I am often accused by people who know nothing whatsoever of the subject of romanticising the Middle Ages.
When I point to a simple fact about the era, such as that usury was considered sinful, or that neighbourliness was considered of paramount importance, or that there really were knights, ladies and shining armour, I am told that I am wearing rose-tinted glasses.
Have at you...
I make two refutations to my attackers: the first is that the Middle Ages was in actual fact simply a more romantic era than ours, if by romantic we mean colourful, passionate and alive (long boring lives of television-watching and disillusioned slaving for the corporation would not be considered by most of us as romantic). So I don’t romanticise it; it just was more romantic. The second is that I am dealing with facts and not impressions. I am also well aware of the unpleasant facts: for example I know that the Black Death of 1348-50 wiped out millions of Europeans.

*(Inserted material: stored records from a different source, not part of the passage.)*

//! HTTP API for health checks and Prometheus metrics

use axum::{
    extract::State,
    http::{header, StatusCode},
    response::{IntoResponse, Response},
    routing::get,
    Json, Router,
};
use exporter_lib::health::{ComponentStatus, HealthRegistry};
use prometheus::{Encoder, Registry, TextEncoder};
use std::future::Future;
use std::sync::Arc;
use tracing::{error, info};

/// Shared application state
#[derive(Clone)]
pub struct AppState {
    pub health_registry: HealthRegistry,
    /// Registry holding both container series and self-telemetry
    pub registry: Registry,
}

impl AppState {
    pub fn new(health_registry: HealthRegistry, registry: Registry) -> Self {
        Self {
            health_registry,
            registry,
        }
    }
}

/// Health check response - returns 200 if healthy, 503 if unhealthy
async fn healthz(State(state): State<Arc<AppState>>) -> impl IntoResponse {
    let health = state.health_registry.health().await;

    let status_code = match health.status {
        ComponentStatus::Healthy => StatusCode::OK,
        // Runtime hiccups are retried on the next cycle
        ComponentStatus::Degraded => StatusCode::OK,
        ComponentStatus::Unhealthy => StatusCode::SERVICE_UNAVAILABLE,
    };

    (status_code, Json(health))
}

/// Readiness check response - returns 200 once the label schema is frozen
async fn readyz(State(state): State<Arc<AppState>>) -> impl IntoResponse {
    let readiness = state.health_registry.readiness().await;

    let status_code = if readiness.ready {
        StatusCode::OK
    } else {
        StatusCode::SERVICE_UNAVAILABLE
    };

    (status_code, Json(readiness))
}

/// Prometheus metrics endpoint
async fn metrics(State(state): State<Arc<AppState>>) -> Response {
    let encoder = TextEncoder::new();
    let metric_families = state.registry.gather();
    let mut buffer = Vec::new();

    if let Err(e) = encoder.encode(&metric_families, &mut buffer) {
        error!(error = %e, "Failed to encode metrics");
        return (StatusCode::INTERNAL_SERVER_ERROR, e.to_string()).into_response();
    }

    (
        StatusCode::OK,
        [(header::CONTENT_TYPE, encoder.format_type().to_string())],
        buffer,
    )
        .into_response()
}

/// Create the API router
pub fn create_router(state: Arc<AppState>) -> Router {
    Router::new()
        .route("/healthz", get(healthz))
        .route("/readyz", get(readyz))
        .route("/metrics", get(metrics))
        .with_state(state)
}

/// Serve the API until `shutdown` resolves, then drain open connections
pub async fn serve<F>(port: u16, state: Arc<AppState>, shutdown: F) -> anyhow::Result<()>
where
    F: Future<Output = ()> + Send + 'static,
{
    let app = create_router(state);

    let addr = format!("0.0.0.0:{}", port);
    info!(addr = %addr, "Starting API server");

    let listener = tokio::net::TcpListener::bind(&addr).await?;
    axum::serve(listener, app)
        .with_graceful_shutdown(shutdown)
        .await?;

    info!("API server stopped");
    Ok(())
}
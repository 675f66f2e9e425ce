//! Counter increments between consecutive snapshots
//!
//! Runtime counters are cumulative; Prometheus counters only move forward by
//! increments. A container is published from its second snapshot onwards.

use crate::models::{NetworkCounters, RawSnapshot};
use std::collections::BTreeMap;

/// Runtime CPU ticks per exported second
pub const DEFAULT_CPU_TICKS_PER_SECOND: f64 = 10_000_000.0;

/// Increments and gauge values for one container and one cycle
#[derive(Debug, Clone, PartialEq)]
pub struct DeltaResult {
    pub cpu_usage_seconds: f64,
    pub cpu_kernel_seconds: f64,
    pub memory_usage_bytes: f64,
    pub memory_working_set_bytes: f64,
    pub fs_read_bytes: f64,
    pub fs_reads: f64,
    pub fs_write_bytes: f64,
    pub fs_writes: f64,
    /// Unix timestamp of the current snapshot
    pub last_seen_seconds: f64,
    /// Only interfaces present in both snapshots
    pub networks: BTreeMap<String, NetworkDelta>,
    /// Counters that went backwards and were clamped to zero
    pub resets: Vec<String>,
}

/// Increments for one network interface
#[derive(Debug, Clone, Copy, Default, PartialEq)]
pub struct NetworkDelta {
    pub rx_bytes: f64,
    pub rx_packets: f64,
    pub rx_errors: f64,
    pub rx_dropped: f64,
    pub tx_bytes: f64,
    pub tx_packets: f64,
    pub tx_errors: f64,
    pub tx_dropped: f64,
}

/// Computes per-cycle increments from two snapshots
#[derive(Debug, Clone, Copy)]
pub struct DeltaComputer {
    cpu_ticks_per_second: f64,
}

impl Default for DeltaComputer {
    fn default() -> Self {
        Self::new(DEFAULT_CPU_TICKS_PER_SECOND)
    }
}

/// Collects clamped counters while a result is being built
struct Increments {
    resets: Vec<String>,
}

impl Increments {
    fn of(&mut self, field: impl FnOnce() -> String, previous: u64, current: u64) -> f64 {
        match current.checked_sub(previous) {
            Some(delta) => delta as f64,
            None => {
                self.resets.push(field());
                0.0
            }
        }
    }
}

impl DeltaComputer {
    pub fn new(cpu_ticks_per_second: f64) -> Self {
        Self {
            cpu_ticks_per_second,
        }
    }

    pub fn cpu_ticks_per_second(&self) -> f64 {
        self.cpu_ticks_per_second
    }

    /// Compute the increments to publish.
    ///
    /// Returns `None` when there is no previous snapshot.
    pub fn compute(
        &self,
        previous: Option<&RawSnapshot>,
        current: &RawSnapshot,
    ) -> Option<DeltaResult> {
        let previous = previous?;
        let mut inc = Increments { resets: Vec::new() };

        let cpu_usage_seconds = inc.of(
            || "cpu_total".into(),
            previous.cpu.total,
            current.cpu.total,
        ) / self.cpu_ticks_per_second;
        let cpu_kernel_seconds = inc.of(
            || "cpu_kernel".into(),
            previous.cpu.kernel,
            current.cpu.kernel,
        ) / self.cpu_ticks_per_second;

        let (prev_fs, cur_fs) = (&previous.storage, &current.storage);
        let fs_read_bytes = inc.of(|| "fs_read_bytes".into(), prev_fs.read_bytes, cur_fs.read_bytes);
        let fs_reads = inc.of(|| "fs_reads".into(), prev_fs.reads, cur_fs.reads);
        let fs_write_bytes = inc.of(
            || "fs_write_bytes".into(),
            prev_fs.write_bytes,
            cur_fs.write_bytes,
        );
        let fs_writes = inc.of(|| "fs_writes".into(), prev_fs.writes, cur_fs.writes);

        let networks = current
            .networks
            .iter()
            .filter_map(|(name, cur)| {
                let prev = previous.networks.get(name)?;
                Some((name.clone(), network_delta(&mut inc, name, prev, cur)))
            })
            .collect();

        Some(DeltaResult {
            cpu_usage_seconds,
            cpu_kernel_seconds,
            memory_usage_bytes: current.memory.usage_bytes as f64,
            memory_working_set_bytes: current.memory.working_set_bytes as f64,
            fs_read_bytes,
            fs_reads,
            fs_write_bytes,
            fs_writes,
            last_seen_seconds: current.read_at.timestamp() as f64,
            networks,
            resets: inc.resets,
        })
    }
}

fn network_delta(
    inc: &mut Increments,
    interface: &str,
    prev: &NetworkCounters,
    cur: &NetworkCounters,
) -> NetworkDelta {
    let field = |name: &str| {
        let label = format!("{}.{}", interface, name);
        move || label
    };

    NetworkDelta {
        rx_bytes: inc.of(field("rx_bytes"), prev.rx_bytes, cur.rx_bytes),
        rx_packets: inc.of(field("rx_packets"), prev.rx_packets, cur.rx_packets),
        rx_errors: inc.of(field("rx_errors"), prev.rx_errors, cur.rx_errors),
        rx_dropped: inc.of(field("rx_dropped"), prev.rx_dropped, cur.rx_dropped),
        tx_bytes: inc.of(field("tx_bytes"), prev.tx_bytes, cur.tx_bytes),
        tx_packets: inc.of(field("tx_packets"), prev.tx_packets, cur.tx_packets),
        tx_errors: inc.of(field("tx_errors"), prev.tx_errors, cur.tx_errors),
        tx_dropped: inc.of(field("tx_dropped"), prev.tx_dropped, cur.tx_dropped),
    }
}
//! Exporter configuration

use anyhow::{bail, Context, Result};
use exporter_lib::delta::DEFAULT_CPU_TICKS_PER_SECOND;
use exporter_lib::runtime::DEFAULT_DOCKER_SOCKET;
use exporter_lib::LabelMode;
use serde::Deserialize;
use std::path::PathBuf;
use std::time::Duration;

/// Exporter configuration
#[derive(Debug, Clone, Deserialize)]
pub struct ExporterConfig {
    /// Seconds between reconciliation cycles
    #[serde(default = "default_poll_interval")]
    pub poll_interval_secs: u64,

    /// Port serving /metrics, /healthz and /readyz
    #[serde(default = "default_port")]
    pub port: u16,

    /// Use the pod/namespace label set instead of raw container labels
    #[serde(default)]
    pub orchestrator_mode: bool,

    #[serde(default = "default_docker_socket")]
    pub docker_socket: PathBuf,

    /// Upper bound on every runtime call
    #[serde(default = "default_runtime_timeout")]
    pub runtime_timeout_secs: u64,

    /// Time the HTTP server gets to drain after shutdown is signalled
    #[serde(default = "default_shutdown_grace")]
    pub shutdown_grace_secs: u64,

    /// Runtime CPU ticks per exported second
    #[serde(default = "default_cpu_ticks_per_second")]
    pub cpu_ticks_per_second: f64,

    /// Node name from the downward API
    #[serde(default = "default_node_name")]
    pub node_name: String,

    #[serde(default = "default_node_os")]
    pub node_os: String,
}

fn default_poll_interval() -> u64 {
    10
}

fn default_port() -> u16 {
    8080
}

fn default_docker_socket() -> PathBuf {
    PathBuf::from(DEFAULT_DOCKER_SOCKET)
}

fn default_runtime_timeout() -> u64 {
    5
}

fn default_shutdown_grace() -> u64 {
    5
}

fn default_cpu_ticks_per_second() -> f64 {
    DEFAULT_CPU_TICKS_PER_SECOND
}

fn default_node_name() -> String {
    std::env::var("NODE_NAME").unwrap_or_default()
}

fn default_node_os() -> String {
    std::env::consts::OS.to_string()
}

impl ExporterConfig {
    /// Load configuration from an optional config file and the environment
    pub fn load() -> Result<Self> {
        let config = config::Config::builder()
            .add_source(config::File::with_name("config").required(false))
            .add_source(config::Environment::with_prefix("EXPORTER").try_parsing(true))
            .build()
            .context("Failed to read configuration")?;

        Self::from_config(config)
    }

    fn from_config(config: config::Config) -> Result<Self> {
        let parsed: Self = config
            .try_deserialize()
            .context("Invalid configuration")?;
        parsed.validate()?;
        Ok(parsed)
    }

    fn validate(&self) -> Result<()> {
        if self.poll_interval_secs < 1 {
            bail!("poll_interval_secs must be at least 1");
        }
        if self.runtime_timeout_secs < 1 {
            bail!("runtime_timeout_secs must be at least 1");
        }
        if !(self.cpu_ticks_per_second > 0.0) {
            bail!("cpu_ticks_per_second must be positive");
        }
        Ok(())
    }

    pub fn poll_interval(&self) -> Duration {
        Duration::from_secs(self.poll_interval_secs)
    }

    pub fn runtime_timeout(&self) -> Duration {
        Duration::from_secs(self.runtime_timeout_secs)
    }

    pub fn shutdown_grace(&self) -> Duration {
        Duration::from_secs(self.shutdown_grace_secs)
    }

    pub fn label_mode(&self) -> LabelMode {
        if self.orchestrator_mode {
            LabelMode::Orchestrator {
                node_name: self.node_name.clone(),
                node_os: self.node_os.clone(),
            }
        } else {
            LabelMode::Standard
        }
    }
}

#[cfg(test)]
mod tests {
    use super::*;
    use config::{File, FileFormat};

    fn parse(yaml: &str) -> Result<ExporterConfig> {
        let config = config::Config::builder()
            .add_source(File::from_str(yaml, FileFormat::Yaml))
            .build()?;
        ExporterConfig::from_config(config)
    }

    #[test]
    fn test_defaults() {
        let config = parse("{}").unwrap();

        assert_eq!(config.poll_interval_secs, 10);
        assert_eq!(config.port, 8080);
        assert!(!config.orchestrator_mode);
        assert_eq!(config.docker_socket, PathBuf::from("/var/run/docker.sock"));
        assert_eq!(config.runtime_timeout(), Duration::from_secs(5));
        assert_eq!(config.shutdown_grace(), Duration::from_secs(5));
        assert_eq!(config.cpu_ticks_per_second, 10_000_000.0);
        assert_eq!(config.label_mode(), LabelMode::Standard);
    }

    #[test]
    fn test_overrides() {
        let config = parse(
            "poll_interval_secs: 30\nport: 9100\norchestrator_mode: true\nnode_name: worker-3\nnode_os: linux\n",
        )
        .unwrap();

        assert_eq!(config.poll_interval(), Duration::from_secs(30));
        assert_eq!(config.port, 9100);
        assert_eq!(
            config.label_mode(),
            LabelMode::Orchestrator {
                node_name: "worker-3".into(),
                node_os: "linux".into(),
            }
        );
    }

    #[test]
    fn test_zero_poll_interval_rejected() {
        let err = parse("poll_interval_secs: 0").unwrap_err();
        assert!(err.to_string().contains("poll_interval_secs"));
    }

    #[test]
    fn test_non_positive_cpu_scale_rejected() {
        assert!(parse("cpu_ticks_per_second: 0").is_err());
    }

    #[test]
    fn test_malformed_value_rejected() {
        assert!(parse("port: not-a-port").is_err());
    }
}
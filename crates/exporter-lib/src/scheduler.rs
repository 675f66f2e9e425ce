//! Fixed-interval driver for the reconciliation loop

use crate::error::CycleError;
use crate::health::{components, HealthRegistry};
use crate::reconcile::ReconciliationLoop;
use std::time::Duration;
use tokio::sync::broadcast;
use tokio::time::{interval, MissedTickBehavior};
use tracing::{error, info, warn};

/// Runs one reconciliation cycle per tick until shutdown
pub struct Scheduler {
    reconciler: ReconciliationLoop,
    interval: Duration,
    health: HealthRegistry,
}

impl Scheduler {
    pub fn new(reconciler: ReconciliationLoop, interval: Duration, health: HealthRegistry) -> Self {
        Self {
            reconciler,
            interval,
            health,
        }
    }

    /// Poll until shutdown is signalled or a cycle fails fatally.
    ///
    /// The first tick fires immediately and seeds the label schema. A seed
    /// that cannot list containers is retried on the next tick. A cycle that
    /// is already running when shutdown arrives is allowed to finish.
    pub async fn run(mut self, mut shutdown: broadcast::Receiver<()>) -> Result<(), CycleError> {
        info!(
            interval_secs = self.interval.as_secs_f64(),
            "Starting reconciliation scheduler"
        );
        self.health.register(components::POLLER).await;

        let mut ticker = interval(self.interval);
        ticker.set_missed_tick_behavior(MissedTickBehavior::Delay);

        loop {
            // Shutdown wins over a tick that is already due
            tokio::select! {
                biased;

                _ = shutdown.recv() => {
                    info!("Shutting down reconciliation scheduler");
                    break;
                }
                _ = ticker.tick() => {
                    let result = if self.reconciler.is_frozen() {
                        self.reconciler.run_cycle().await.map(|_| ())
                    } else {
                        self.reconciler.seed().await.map(|_| ())
                    };

                    if let Err(e) = result {
                        if !e.is_recoverable() {
                            error!(error = %e, "Reconciliation failed, stopping scheduler");
                            self.health
                                .set_unhealthy(components::POLLER, e.to_string())
                                .await;
                            return Err(e);
                        }
                        warn!(error = %e, "Reconciliation cycle aborted, retrying next tick");
                    }
                }
            }
        }

        Ok(())
    }
}

#[cfg(test)]
mod tests {
    use super::*;
    use crate::error::RuntimeError;
    use crate::models::{Entity, EntitySummary, NodeInfo, RawSnapshot};
    use crate::reconcile::ReconciliationLoopBuilder;
    use crate::runtime::RuntimeClient;
    use async_trait::async_trait;
    use std::sync::atomic::{AtomicBool, AtomicUsize, Ordering};
    use std::sync::Arc;

    /// Runtime with no containers that counts list calls
    struct CountingRuntime {
        lists: AtomicUsize,
        lists_finished: AtomicUsize,
        fail_first_list: AtomicBool,
        list_delay: Duration,
    }

    impl CountingRuntime {
        fn new(fail_first_list: bool) -> Arc<Self> {
            Self::slow(fail_first_list, Duration::ZERO)
        }

        fn slow(fail_first_list: bool, list_delay: Duration) -> Arc<Self> {
            Arc::new(Self {
                lists: AtomicUsize::new(0),
                lists_finished: AtomicUsize::new(0),
                fail_first_list: AtomicBool::new(fail_first_list),
                list_delay,
            })
        }
    }

    #[async_trait]
    impl RuntimeClient for CountingRuntime {
        async fn list_entities(&self) -> Result<Vec<EntitySummary>, RuntimeError> {
            self.lists.fetch_add(1, Ordering::SeqCst);
            if !self.list_delay.is_zero() {
                tokio::time::sleep(self.list_delay).await;
            }
            self.lists_finished.fetch_add(1, Ordering::SeqCst);
            if self.fail_first_list.swap(false, Ordering::SeqCst) {
                return Err(RuntimeError::Transport("engine starting".into()));
            }
            Ok(Vec::new())
        }

        async fn inspect(&self, id: &str) -> Result<Entity, RuntimeError> {
            Err(RuntimeError::NotFound(id.to_string()))
        }

        async fn stats(&self, id: &str) -> Result<RawSnapshot, RuntimeError> {
            Err(RuntimeError::NotFound(id.to_string()))
        }

        async fn node_info(&self) -> Result<NodeInfo, RuntimeError> {
            Ok(NodeInfo::default())
        }
    }

    fn scheduler(runtime: Arc<CountingRuntime>, health: HealthRegistry) -> Scheduler {
        scheduler_every(runtime, health, Duration::from_millis(20))
    }

    fn scheduler_every(
        runtime: Arc<CountingRuntime>,
        health: HealthRegistry,
        interval: Duration,
    ) -> Scheduler {
        let reconciler = ReconciliationLoopBuilder::new()
            .runtime(runtime)
            .health(health.clone())
            .build()
            .unwrap();
        Scheduler::new(reconciler, interval, health)
    }

    #[tokio::test]
    async fn test_scheduler_polls_until_shutdown() {
        let runtime = CountingRuntime::new(false);
        let health = HealthRegistry::new();
        let (shutdown_tx, shutdown_rx) = broadcast::channel(1);

        let handle = tokio::spawn(scheduler(runtime.clone(), health.clone()).run(shutdown_rx));

        tokio::time::sleep(Duration::from_millis(110)).await;
        shutdown_tx.send(()).unwrap();

        let result = tokio::time::timeout(Duration::from_secs(1), handle)
            .await
            .unwrap()
            .unwrap();
        assert!(result.is_ok());
        assert!(runtime.lists.load(Ordering::SeqCst) >= 2);
        assert!(health.readiness().await.ready);
    }

    #[tokio::test]
    async fn test_seed_retried_after_list_failure() {
        let runtime = CountingRuntime::new(true);
        let health = HealthRegistry::new();
        let (shutdown_tx, shutdown_rx) = broadcast::channel(1);

        let handle = tokio::spawn(scheduler(runtime.clone(), health.clone()).run(shutdown_rx));

        tokio::time::sleep(Duration::from_millis(80)).await;
        shutdown_tx.send(()).unwrap();
        handle.await.unwrap().unwrap();

        assert!(runtime.lists.load(Ordering::SeqCst) >= 2);
        assert!(health.readiness().await.ready);
    }

    #[tokio::test]
    async fn test_not_ready_before_first_seed() {
        let runtime = CountingRuntime::new(false);
        let health = HealthRegistry::new();
        let _scheduler = scheduler(runtime, health.clone());

        assert!(!health.readiness().await.ready);
    }

    #[tokio::test]
    async fn test_no_cycle_starts_after_shutdown() {
        // Cycles outlast the interval, so a tick is always due when one ends
        for _ in 0..10 {
            let runtime = CountingRuntime::slow(false, Duration::from_millis(60));
            let health = HealthRegistry::new();
            let (shutdown_tx, shutdown_rx) = broadcast::channel(1);

            let handle = tokio::spawn(
                scheduler_every(runtime.clone(), health, Duration::from_millis(10))
                    .run(shutdown_rx),
            );

            // Shut down while the first cycle is still listing
            tokio::time::sleep(Duration::from_millis(30)).await;
            let started = runtime.lists.load(Ordering::SeqCst);
            assert_eq!(started, 1);
            shutdown_tx.send(()).unwrap();

            handle.await.unwrap().unwrap();

            assert_eq!(runtime.lists.load(Ordering::SeqCst), started);
            // The cycle in flight was allowed to finish
            assert_eq!(runtime.lists_finished.load(Ordering::SeqCst), started);
        }
    }
}
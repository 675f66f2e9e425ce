//! Container stats exporter library
//!
//! This crate provides the core functionality for:
//! - Polling a container runtime for per-container statistics
//! - Freezing a label schema from the containers present at startup
//! - Turning cumulative runtime counters into monotonic Prometheus counters
//! - Deleting the series of containers that disappear
//! - Health checks and self-telemetry

pub mod delta;
pub mod error;
pub mod health;
pub mod models;
pub mod observability;
pub mod reconcile;
pub mod runtime;
pub mod scheduler;
pub mod schema;
pub mod store;
pub mod vectors;

pub use error::{CycleError, ExportError, RuntimeError, SchemaError};
pub use health::{
    ComponentHealth, ComponentStatus, HealthRegistry, HealthResponse, ReadinessResponse,
};
pub use models::*;
pub use observability::{ExporterMetrics, StructuredLogger};
pub use reconcile::{CycleReport, ReconciliationLoop, ReconciliationLoopBuilder};
pub use runtime::{DockerClient, RuntimeClient};
pub use scheduler::Scheduler;
pub use schema::{LabelMode, LabelSchema, LabelSchemaRegistry};
//! Integration tests for the exporter API endpoints

#[allow(dead_code)]
#[path = "../src/api.rs"]
mod api;

use api::{create_router, AppState};
use axum::{
    body::Body,
    http::{Request, StatusCode},
    Router,
};
use chrono::Utc;
use exporter_lib::{
    health::{components, HealthRegistry},
    models::{CpuUsage, Entity, EntitySummary, NodeInfo, RawSnapshot, ResourceLimits},
    runtime::{async_trait, RuntimeClient},
    ReconciliationLoopBuilder, RuntimeError,
};
use prometheus::Registry;
use std::collections::BTreeMap;
use std::sync::atomic::{AtomicU64, Ordering};
use std::sync::Arc;
use tower::ServiceExt;

async fn setup_test_app() -> (Router, Arc<AppState>) {
    let health_registry = HealthRegistry::new();
    health_registry.register(components::POLLER).await;
    health_registry.register(components::RUNTIME).await;

    let state = Arc::new(AppState::new(health_registry, Registry::new()));
    let router = create_router(state.clone());

    (router, state)
}

async fn get(app: Router, uri: &str) -> (StatusCode, Vec<u8>) {
    let response = app
        .oneshot(Request::builder().uri(uri).body(Body::empty()).unwrap())
        .await
        .unwrap();
    let status = response.status();
    let body = axum::body::to_bytes(response.into_body(), usize::MAX)
        .await
        .unwrap();
    (status, body.to_vec())
}

/// One container whose CPU counter grows by one second per list call
struct SingleContainer {
    ticks: AtomicU64,
}

#[async_trait]
impl RuntimeClient for SingleContainer {
    async fn list_entities(&self) -> Result<Vec<EntitySummary>, RuntimeError> {
        self.ticks.fetch_add(10_000_000, Ordering::SeqCst);
        Ok(vec![EntitySummary {
            id: "c0ffee".into(),
            name: "web".into(),
            image: "nginx".into(),
        }])
    }

    async fn inspect(&self, id: &str) -> Result<Entity, RuntimeError> {
        Ok(Entity {
            id: id.to_string(),
            name: "web".into(),
            image: "nginx".into(),
            labels: BTreeMap::from([("com.example.team".to_string(), "edge".to_string())]),
            limits: ResourceLimits::default(),
        })
    }

    async fn stats(&self, _id: &str) -> Result<RawSnapshot, RuntimeError> {
        Ok(RawSnapshot {
            read_at: Utc::now(),
            cpu: CpuUsage {
                total: self.ticks.load(Ordering::SeqCst),
                kernel: 0,
            },
            memory: Default::default(),
            storage: Default::default(),
            networks: BTreeMap::new(),
        })
    }

    async fn node_info(&self) -> Result<NodeInfo, RuntimeError> {
        Ok(NodeInfo {
            node_id: "n1".into(),
            node_name: "worker".into(),
            cpu_count: 2,
            total_memory_bytes: 1 << 30,
        })
    }
}

#[tokio::test]
async fn test_healthz_returns_ok_when_healthy() {
    let (app, _state) = setup_test_app().await;

    let (status, body) = get(app, "/healthz").await;
    assert_eq!(status, StatusCode::OK);

    let health: serde_json::Value = serde_json::from_slice(&body).unwrap();
    assert_eq!(health["status"], "healthy");
}

#[tokio::test]
async fn test_healthz_returns_ok_when_runtime_degraded() {
    let (app, state) = setup_test_app().await;

    state
        .health_registry
        .set_degraded(components::RUNTIME, "list failed: connection refused")
        .await;

    let (status, body) = get(app, "/healthz").await;

    // Degraded still returns 200 (operational)
    assert_eq!(status, StatusCode::OK);
    let health: serde_json::Value = serde_json::from_slice(&body).unwrap();
    assert_eq!(health["status"], "degraded");
}

#[tokio::test]
async fn test_healthz_returns_503_when_poller_stopped() {
    let (app, state) = setup_test_app().await;

    state
        .health_registry
        .set_unhealthy(components::POLLER, "label cardinality mismatch")
        .await;

    let (status, body) = get(app, "/healthz").await;
    assert_eq!(status, StatusCode::SERVICE_UNAVAILABLE);

    let health: serde_json::Value = serde_json::from_slice(&body).unwrap();
    assert_eq!(health["status"], "unhealthy");
}

#[tokio::test]
async fn test_readyz_returns_503_before_schema_frozen() {
    let (app, _state) = setup_test_app().await;

    let (status, body) = get(app, "/readyz").await;
    assert_eq!(status, StatusCode::SERVICE_UNAVAILABLE);

    let readiness: serde_json::Value = serde_json::from_slice(&body).unwrap();
    assert_eq!(readiness["ready"], false);
}

#[tokio::test]
async fn test_readyz_returns_ok_when_ready() {
    let (app, state) = setup_test_app().await;
    state.health_registry.set_ready(true).await;

    let (status, body) = get(app, "/readyz").await;
    assert_eq!(status, StatusCode::OK);

    let readiness: serde_json::Value = serde_json::from_slice(&body).unwrap();
    assert_eq!(readiness["ready"], true);
}

#[tokio::test]
async fn test_metrics_endpoint_serves_container_series() {
    let health_registry = HealthRegistry::new();
    let registry = Registry::new();
    let mut reconciler = ReconciliationLoopBuilder::new()
        .runtime(Arc::new(SingleContainer {
            ticks: AtomicU64::new(0),
        }))
        .registry(registry.clone())
        .health(health_registry.clone())
        .build()
        .unwrap();
    reconciler.seed().await.unwrap();
    reconciler.run_cycle().await.unwrap();

    let state = Arc::new(AppState::new(health_registry, registry));
    let app = create_router(state);

    let response = app
        .oneshot(Request::builder().uri("/metrics").body(Body::empty()).unwrap())
        .await
        .unwrap();
    assert_eq!(response.status(), StatusCode::OK);

    let content_type = response.headers().get("content-type").unwrap();
    assert!(content_type.to_str().unwrap().contains("text/plain"));

    let body = axum::body::to_bytes(response.into_body(), usize::MAX)
        .await
        .unwrap();
    let text = String::from_utf8(body.to_vec()).unwrap();

    assert!(text.contains("# TYPE container_cpu_usage_seconds_total counter"));
    assert!(text.contains("container_label_com_example_team=\"edge\""));
    assert!(text.contains("id=\"/docker/c0ffee\""));
    assert!(text.contains("machine_cpu_cores"));
    assert!(text.contains("host_meta"));
    assert!(text.contains("stats_exporter_cycle_duration_seconds_bucket"));
}

#[tokio::test]
async fn test_metrics_endpoint_on_empty_registry() {
    let (app, _state) = setup_test_app().await;

    let (status, body) = get(app, "/metrics").await;
    assert_eq!(status, StatusCode::OK);
    assert!(body.is_empty());
}

#[tokio::test]
async fn test_unknown_route_returns_404() {
    let (app, _state) = setup_test_app().await;

    let (status, _) = get(app, "/nope").await;
    assert_eq!(status, StatusCode::NOT_FOUND);
}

So given all that, what I want to do here is to emphasise the eco-friendly aspects of the period, to use a completely anachronistic term.
It is a simple fact first of all that there were no chemical fertilisers and that dung was used to fertilise the soil. All vegetables, fruit and meat were then necessarily organic. But the main point is that it is fascinating to note, when environmentalists are asking us to eat less meat, by for example refraining from eating meat on one day of the week, that systems were in place in the Middle Ages to do precisely this.
Less meat? No problem
We know about the very sensible Meat Free Monday campaign. The medical mainstream has also asserted that a 30 per cent reduction in meat eating would lead to a general reduction in heart disease. And we all know from personal experience that a surfeit of meat makes you feel completely exhausted. It’s also of course true that the lives of millions of chickens and pigs are conducted in misery because of our greed for meat.
For medieval man, woman and child, the decision to eat less meat needed not to be made self-consciously: around seventy meat-free days every year were built into the calendar. The whole year was built around the idea of fast days and feast days, itself a cultural system which was inherited from the pagan Roman culture. A feast day was cause for celebration and a suspension of toil. We would freely indulge in meat and wine, as we remembered a saint’s day, an event in Christ’s life, or commemorated a significant moment in the yearly cycle, such as the equinox. But on a fast day, you would not eat meat or, in general (rules varied), any animal products. During the six and a half weeks of Lent, we would eat fish instead of meat. This was not necessarily a terrible privation (although Lent was certainly a comparatively sober season): account books from medieval manors show that vast quantities of fish were consumed in Lent. We were not starving.
And the feast and fast culture meant that you cheerfully gave up meat because the fasting would intensify the pleasure of the meat that would come later (although Sundays and certain saints’ days were not fast days, so even in Lent, there was a binge once a week).
It was this emphasis on pleasure which the later Protestant reformers hated, and they sought to abolish all the saints’ days as well as Lent and Christmas. They hated fast and feasts equally. Their attempts to remove the old festive culture were of course always resisted:
'Dost thou think, because thou art virtuous, there shall be no more cakes and ale?' as Sir Toby Belch says to the Puritan Malvolio in Twelfth Night, when Malvolio tries to break up a late-night drinking session.
What we are now realising is that as well as the religious motivation for feasting and fasting, there were excellent practical reasons for such variation in our eating habits. To use another contemporary word, it made life sustainable.
Our own culture, which inherits the Puritan unease around sensory pleasure, is an uneasy mix of over-indulgence and under-indulgence. Some of us are too fat and others are too thin. We stuff ourselves and then feel guilty. In the medieval system, there was no need to feel guilty about feasting because a fast was always on the horizon.
So if you want to live a more eco-friendly and healthy life, then simply follow the calendar of the pre-Reformation Christian. In other words, stuff your faces without guilt this Christmas because from Wednesday 17th of February you can fast all you like.